By Gráinne Ní Aodha, PA
Just 20 minutes of daily activity can reverse frailty in people aged over 65, according to research by University College Dublin (UCD).
The study’s recommendation involves 10 exercises to strengthen arms and legs aimed at improving balance and co-ordination.
It also encourages including protein in daily diets, such as milk, eggs, tuna, chicken or plant-based protein such as beans and lentils, as it provides foundations for building muscles and strengthening bones.
Frailty is a state of decreased resilience against stressors such as falls or infections, leading to an increased risk of disability, dependency and mortality.
The study – published in the official journal of the British Geriatrics Society, Age and Ageing – shows how a combination of simple strength exercises and dietary changes could help stop frailty and enhance physical resilience in those aged over 65.
“Most people believe frailty is inevitable and irreversible as we age,” said Dr John Travers, a general practitioner who led the research at UCD.

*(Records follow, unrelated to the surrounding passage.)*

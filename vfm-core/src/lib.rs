//! VFM Core Library
//!
//! This crate provides the core data layout for CALIPSO Vertical Feature Mask
//! (VFM) records: the bit layout of the 16-bit flag words and the band layout
//! of the 5515-word profile rows.

pub mod error;
pub mod flag_word;
pub mod layout;

// 导出错误类型
pub use error::VfmError;

// 导出布局类型，便于其他模块使用
pub use flag_word::*;
pub use layout::*;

“However, this clinical trial showed that a simple, low-cost, home-based intervention can reverse frailty and significantly improve muscle strength, bone mass, activity levels and slowness in three months.”
Professor Marie-Therese Cooney, senior co-author and consultant geriatrician at St Vincent’s University Hospital, said: “The practical and easily deployed approach could yield substantial benefits if rolled out across the community.”
Researchers from UCD, Trinity College Dublin, Munster Technological University and six general practices in Ireland developed resistance exercises and dietary advice to take protein which proved effective in tackling the onset of frailty.
The intervention in the new study was co-designed and tested with 112 older people during an initial year-long process.
After this, 168 participants from six general practices enrolled in a clinical trial and were randomly allocated to an intervention group or a control group.
The study concluded there were significant improvements in the intervention group compared with the control group, including reversal of frailty, better grip strength, increased bone mass, and improved activity levels.
The number of participants who were frail in the group that undertook the exercises and dietary changes decreased by two-thirds, and two-thirds of participants found the exercises and dietary changes easy.
The study also measured the biological age of participants as a secondary outcome.
It found that the average age in the control group was three months older at the end of the three-month period, while the average age in the intervention group was seven months younger.
It said that a study with more participants is needed to prove the significance of the biological ageing finding.
People with frailty are statistically twice as likely to have to attend an emergency department, and will spend four times as long in hospital compared with a person who is not frail.
It is estimated that the condition increases additional healthcare cost per person by more than 10,000 euro each year.
“It is never too late to start appropriate exercise,” said Dr Travers.
“The older we get, the more important this becomes. This study offers hope and strong evidence that people can achieve higher levels of resilience than previously thought possible.”